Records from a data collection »
──────

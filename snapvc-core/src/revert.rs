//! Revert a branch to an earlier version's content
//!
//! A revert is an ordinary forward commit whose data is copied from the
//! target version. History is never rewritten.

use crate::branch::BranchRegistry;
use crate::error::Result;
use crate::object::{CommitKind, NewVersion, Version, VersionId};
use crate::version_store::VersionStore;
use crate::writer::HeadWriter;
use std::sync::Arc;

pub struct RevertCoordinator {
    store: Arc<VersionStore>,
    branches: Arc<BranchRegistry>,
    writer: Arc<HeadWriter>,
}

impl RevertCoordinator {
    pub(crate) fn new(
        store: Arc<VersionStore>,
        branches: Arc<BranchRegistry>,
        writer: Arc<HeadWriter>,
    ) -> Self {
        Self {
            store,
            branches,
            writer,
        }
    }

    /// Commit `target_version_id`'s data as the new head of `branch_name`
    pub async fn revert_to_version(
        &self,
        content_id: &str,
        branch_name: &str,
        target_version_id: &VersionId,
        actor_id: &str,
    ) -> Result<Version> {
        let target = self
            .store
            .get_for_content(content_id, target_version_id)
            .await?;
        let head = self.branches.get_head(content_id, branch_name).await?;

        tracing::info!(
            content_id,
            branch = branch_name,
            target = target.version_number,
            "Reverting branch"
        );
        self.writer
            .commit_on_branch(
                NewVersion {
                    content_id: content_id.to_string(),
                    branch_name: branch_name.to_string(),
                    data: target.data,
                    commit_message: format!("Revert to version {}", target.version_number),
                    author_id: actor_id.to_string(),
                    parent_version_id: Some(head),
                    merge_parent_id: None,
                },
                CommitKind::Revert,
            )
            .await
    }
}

──────

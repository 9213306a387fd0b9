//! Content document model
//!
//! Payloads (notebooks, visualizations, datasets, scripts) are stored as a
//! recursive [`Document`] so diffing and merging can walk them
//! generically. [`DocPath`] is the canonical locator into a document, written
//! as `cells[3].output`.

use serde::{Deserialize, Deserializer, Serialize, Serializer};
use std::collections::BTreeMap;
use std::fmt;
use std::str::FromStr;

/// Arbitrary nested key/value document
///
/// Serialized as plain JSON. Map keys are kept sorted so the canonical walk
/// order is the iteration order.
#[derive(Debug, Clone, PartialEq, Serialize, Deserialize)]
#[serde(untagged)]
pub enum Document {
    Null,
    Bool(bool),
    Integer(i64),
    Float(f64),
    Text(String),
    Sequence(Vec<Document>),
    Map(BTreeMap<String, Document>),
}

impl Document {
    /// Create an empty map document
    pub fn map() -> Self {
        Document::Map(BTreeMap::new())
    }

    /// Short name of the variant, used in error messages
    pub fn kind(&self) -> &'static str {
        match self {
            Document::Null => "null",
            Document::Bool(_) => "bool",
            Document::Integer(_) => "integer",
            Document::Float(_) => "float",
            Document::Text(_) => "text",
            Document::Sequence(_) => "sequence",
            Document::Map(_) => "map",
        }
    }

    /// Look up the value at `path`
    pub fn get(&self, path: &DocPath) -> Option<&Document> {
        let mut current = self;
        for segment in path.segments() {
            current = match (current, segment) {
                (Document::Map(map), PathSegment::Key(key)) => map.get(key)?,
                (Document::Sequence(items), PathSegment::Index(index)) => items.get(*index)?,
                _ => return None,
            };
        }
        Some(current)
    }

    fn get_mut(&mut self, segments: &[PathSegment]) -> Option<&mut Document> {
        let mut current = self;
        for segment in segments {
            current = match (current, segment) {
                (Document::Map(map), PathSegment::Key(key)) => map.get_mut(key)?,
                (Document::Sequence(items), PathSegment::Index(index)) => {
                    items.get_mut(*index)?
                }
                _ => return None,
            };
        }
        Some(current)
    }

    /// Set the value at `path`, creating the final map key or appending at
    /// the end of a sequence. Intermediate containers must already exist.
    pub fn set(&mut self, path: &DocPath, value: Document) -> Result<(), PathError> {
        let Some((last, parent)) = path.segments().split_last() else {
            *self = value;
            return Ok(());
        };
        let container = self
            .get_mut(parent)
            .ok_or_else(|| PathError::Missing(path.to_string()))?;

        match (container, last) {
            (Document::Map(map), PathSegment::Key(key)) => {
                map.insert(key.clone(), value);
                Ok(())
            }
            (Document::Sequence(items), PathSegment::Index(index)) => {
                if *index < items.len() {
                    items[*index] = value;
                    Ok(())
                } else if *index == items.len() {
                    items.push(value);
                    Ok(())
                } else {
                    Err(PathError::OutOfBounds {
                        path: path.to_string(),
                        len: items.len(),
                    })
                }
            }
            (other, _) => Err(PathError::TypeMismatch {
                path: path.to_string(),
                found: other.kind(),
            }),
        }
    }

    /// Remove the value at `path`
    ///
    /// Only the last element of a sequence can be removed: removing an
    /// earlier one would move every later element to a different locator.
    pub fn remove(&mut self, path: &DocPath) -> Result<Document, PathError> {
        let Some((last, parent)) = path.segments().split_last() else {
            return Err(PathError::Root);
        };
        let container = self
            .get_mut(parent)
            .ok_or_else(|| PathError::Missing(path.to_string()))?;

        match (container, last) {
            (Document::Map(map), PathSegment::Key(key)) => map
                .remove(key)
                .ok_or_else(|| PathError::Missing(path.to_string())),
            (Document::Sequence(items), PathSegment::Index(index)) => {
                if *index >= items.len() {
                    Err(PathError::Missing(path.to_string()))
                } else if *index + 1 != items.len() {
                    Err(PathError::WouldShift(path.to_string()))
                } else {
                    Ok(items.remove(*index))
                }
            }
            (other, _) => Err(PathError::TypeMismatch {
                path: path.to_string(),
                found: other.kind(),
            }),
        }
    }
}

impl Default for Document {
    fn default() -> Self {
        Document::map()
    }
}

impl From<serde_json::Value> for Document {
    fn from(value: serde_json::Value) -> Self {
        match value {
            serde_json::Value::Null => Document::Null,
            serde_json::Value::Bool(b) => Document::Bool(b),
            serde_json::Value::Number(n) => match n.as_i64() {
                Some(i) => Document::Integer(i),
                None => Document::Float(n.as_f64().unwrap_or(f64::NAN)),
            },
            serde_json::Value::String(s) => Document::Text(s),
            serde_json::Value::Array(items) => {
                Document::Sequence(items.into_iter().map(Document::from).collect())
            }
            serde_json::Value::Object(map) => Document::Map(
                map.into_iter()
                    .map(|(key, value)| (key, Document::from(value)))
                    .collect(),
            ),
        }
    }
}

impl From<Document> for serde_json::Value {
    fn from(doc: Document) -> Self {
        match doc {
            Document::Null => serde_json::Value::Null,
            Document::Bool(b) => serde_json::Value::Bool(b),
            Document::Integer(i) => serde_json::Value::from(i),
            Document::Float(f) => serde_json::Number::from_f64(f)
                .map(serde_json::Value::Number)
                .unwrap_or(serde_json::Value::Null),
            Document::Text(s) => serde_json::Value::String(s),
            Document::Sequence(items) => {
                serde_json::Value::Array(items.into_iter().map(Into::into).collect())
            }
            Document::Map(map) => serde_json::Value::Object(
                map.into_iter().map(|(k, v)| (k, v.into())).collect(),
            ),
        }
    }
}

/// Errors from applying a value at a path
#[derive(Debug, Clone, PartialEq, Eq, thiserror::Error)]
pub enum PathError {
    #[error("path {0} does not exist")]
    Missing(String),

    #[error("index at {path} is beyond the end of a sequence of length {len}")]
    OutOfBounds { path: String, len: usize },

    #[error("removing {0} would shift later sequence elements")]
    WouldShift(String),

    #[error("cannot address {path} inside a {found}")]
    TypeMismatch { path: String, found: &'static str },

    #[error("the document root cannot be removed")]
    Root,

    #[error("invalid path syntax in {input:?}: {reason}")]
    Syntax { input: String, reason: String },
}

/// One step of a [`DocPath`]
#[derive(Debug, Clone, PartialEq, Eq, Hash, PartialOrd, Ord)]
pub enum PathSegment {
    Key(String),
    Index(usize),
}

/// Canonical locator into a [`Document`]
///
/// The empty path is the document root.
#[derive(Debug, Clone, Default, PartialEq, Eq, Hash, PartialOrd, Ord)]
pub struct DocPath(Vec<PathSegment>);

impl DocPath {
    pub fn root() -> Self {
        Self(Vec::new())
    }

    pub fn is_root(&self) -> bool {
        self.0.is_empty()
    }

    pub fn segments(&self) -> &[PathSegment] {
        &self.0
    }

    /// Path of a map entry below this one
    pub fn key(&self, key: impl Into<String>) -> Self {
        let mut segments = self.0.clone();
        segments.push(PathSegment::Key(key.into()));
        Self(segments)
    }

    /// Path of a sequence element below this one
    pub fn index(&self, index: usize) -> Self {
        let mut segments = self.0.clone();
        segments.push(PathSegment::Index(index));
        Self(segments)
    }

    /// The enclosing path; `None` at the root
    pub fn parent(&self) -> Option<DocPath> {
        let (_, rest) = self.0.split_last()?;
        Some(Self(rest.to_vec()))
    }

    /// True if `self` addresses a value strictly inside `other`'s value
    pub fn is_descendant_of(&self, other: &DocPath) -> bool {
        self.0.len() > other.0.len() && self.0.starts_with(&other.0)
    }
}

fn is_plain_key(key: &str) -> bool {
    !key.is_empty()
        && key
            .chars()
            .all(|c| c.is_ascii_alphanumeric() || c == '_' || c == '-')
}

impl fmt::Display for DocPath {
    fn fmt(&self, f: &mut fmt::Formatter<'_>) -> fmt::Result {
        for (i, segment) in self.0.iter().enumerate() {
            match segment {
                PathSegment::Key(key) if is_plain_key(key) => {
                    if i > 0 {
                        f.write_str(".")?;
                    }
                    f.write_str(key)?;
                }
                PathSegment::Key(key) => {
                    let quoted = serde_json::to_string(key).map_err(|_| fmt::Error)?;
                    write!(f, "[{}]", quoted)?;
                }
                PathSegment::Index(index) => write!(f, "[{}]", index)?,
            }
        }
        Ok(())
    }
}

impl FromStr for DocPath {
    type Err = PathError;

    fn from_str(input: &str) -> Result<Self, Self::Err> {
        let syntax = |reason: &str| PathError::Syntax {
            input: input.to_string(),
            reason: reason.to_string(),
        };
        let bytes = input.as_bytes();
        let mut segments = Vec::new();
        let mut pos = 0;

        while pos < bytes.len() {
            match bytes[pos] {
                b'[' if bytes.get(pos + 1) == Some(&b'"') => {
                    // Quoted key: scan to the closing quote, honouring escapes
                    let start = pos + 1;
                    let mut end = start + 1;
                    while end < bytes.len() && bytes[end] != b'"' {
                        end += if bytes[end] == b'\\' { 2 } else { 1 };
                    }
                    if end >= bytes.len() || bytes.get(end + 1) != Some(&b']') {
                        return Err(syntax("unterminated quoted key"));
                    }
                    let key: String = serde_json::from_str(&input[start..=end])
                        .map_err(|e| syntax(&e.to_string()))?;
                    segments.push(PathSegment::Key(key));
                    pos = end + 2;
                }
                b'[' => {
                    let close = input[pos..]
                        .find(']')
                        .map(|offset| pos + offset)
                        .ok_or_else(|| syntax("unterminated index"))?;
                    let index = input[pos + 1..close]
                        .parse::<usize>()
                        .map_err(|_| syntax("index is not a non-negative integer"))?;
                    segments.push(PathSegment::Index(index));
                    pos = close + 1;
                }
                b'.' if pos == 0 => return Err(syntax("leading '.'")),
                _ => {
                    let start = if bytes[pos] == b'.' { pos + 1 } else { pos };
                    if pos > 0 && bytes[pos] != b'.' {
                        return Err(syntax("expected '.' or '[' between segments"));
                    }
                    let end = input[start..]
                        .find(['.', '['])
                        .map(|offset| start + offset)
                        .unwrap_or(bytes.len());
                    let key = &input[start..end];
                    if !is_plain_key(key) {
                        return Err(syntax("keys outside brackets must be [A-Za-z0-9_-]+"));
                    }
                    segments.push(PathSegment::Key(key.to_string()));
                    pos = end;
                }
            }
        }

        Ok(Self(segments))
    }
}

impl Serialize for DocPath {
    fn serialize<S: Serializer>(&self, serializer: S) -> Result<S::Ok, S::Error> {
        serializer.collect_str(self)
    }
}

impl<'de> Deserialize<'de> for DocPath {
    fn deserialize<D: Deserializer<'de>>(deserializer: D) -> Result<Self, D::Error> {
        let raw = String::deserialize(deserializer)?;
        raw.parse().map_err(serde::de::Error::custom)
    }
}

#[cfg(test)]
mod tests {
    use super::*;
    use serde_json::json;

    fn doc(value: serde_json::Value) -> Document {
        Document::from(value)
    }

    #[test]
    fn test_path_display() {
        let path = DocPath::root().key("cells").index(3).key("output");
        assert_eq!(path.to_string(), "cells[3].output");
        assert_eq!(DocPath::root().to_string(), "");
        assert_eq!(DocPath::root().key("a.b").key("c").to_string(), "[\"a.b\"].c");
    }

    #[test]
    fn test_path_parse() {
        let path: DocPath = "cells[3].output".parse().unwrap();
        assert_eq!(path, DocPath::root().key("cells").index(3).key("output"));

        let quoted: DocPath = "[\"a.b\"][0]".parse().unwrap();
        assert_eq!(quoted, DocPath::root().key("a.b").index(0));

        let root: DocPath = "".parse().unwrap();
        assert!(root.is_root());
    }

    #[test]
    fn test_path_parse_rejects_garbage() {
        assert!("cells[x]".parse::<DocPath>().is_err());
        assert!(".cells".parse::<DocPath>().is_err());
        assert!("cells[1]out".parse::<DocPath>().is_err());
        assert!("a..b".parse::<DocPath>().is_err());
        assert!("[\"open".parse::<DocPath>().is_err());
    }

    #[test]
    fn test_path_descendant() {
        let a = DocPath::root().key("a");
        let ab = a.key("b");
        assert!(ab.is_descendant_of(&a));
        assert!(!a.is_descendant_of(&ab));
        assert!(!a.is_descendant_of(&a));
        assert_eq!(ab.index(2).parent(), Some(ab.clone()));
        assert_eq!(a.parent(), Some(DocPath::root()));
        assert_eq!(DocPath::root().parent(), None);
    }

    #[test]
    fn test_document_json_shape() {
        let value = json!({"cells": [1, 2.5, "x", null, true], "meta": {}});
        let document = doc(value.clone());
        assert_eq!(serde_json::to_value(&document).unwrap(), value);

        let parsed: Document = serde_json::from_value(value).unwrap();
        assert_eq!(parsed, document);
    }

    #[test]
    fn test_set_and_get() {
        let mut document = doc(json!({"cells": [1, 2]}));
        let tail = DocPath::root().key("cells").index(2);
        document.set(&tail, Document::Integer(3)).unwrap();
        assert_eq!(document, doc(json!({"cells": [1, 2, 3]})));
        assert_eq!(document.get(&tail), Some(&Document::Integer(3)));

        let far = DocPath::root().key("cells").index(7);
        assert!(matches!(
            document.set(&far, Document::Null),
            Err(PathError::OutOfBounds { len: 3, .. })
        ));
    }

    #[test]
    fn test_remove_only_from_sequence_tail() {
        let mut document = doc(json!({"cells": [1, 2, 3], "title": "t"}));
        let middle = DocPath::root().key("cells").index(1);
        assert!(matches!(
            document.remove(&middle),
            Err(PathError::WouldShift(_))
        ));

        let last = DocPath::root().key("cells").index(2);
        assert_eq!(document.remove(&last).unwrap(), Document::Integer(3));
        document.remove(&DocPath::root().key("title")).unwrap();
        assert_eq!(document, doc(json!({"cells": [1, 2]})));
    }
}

──────

DESCRIPTION OF THE TASK »
Search the records for the string "HeadWriter" and, wherever a line contains it, please copy that line.

OUTPUT OF THE TASK »
use crate::writer::HeadWriter;
    writer: Arc<HeadWriter>,
        writer: Arc<HeadWriter>,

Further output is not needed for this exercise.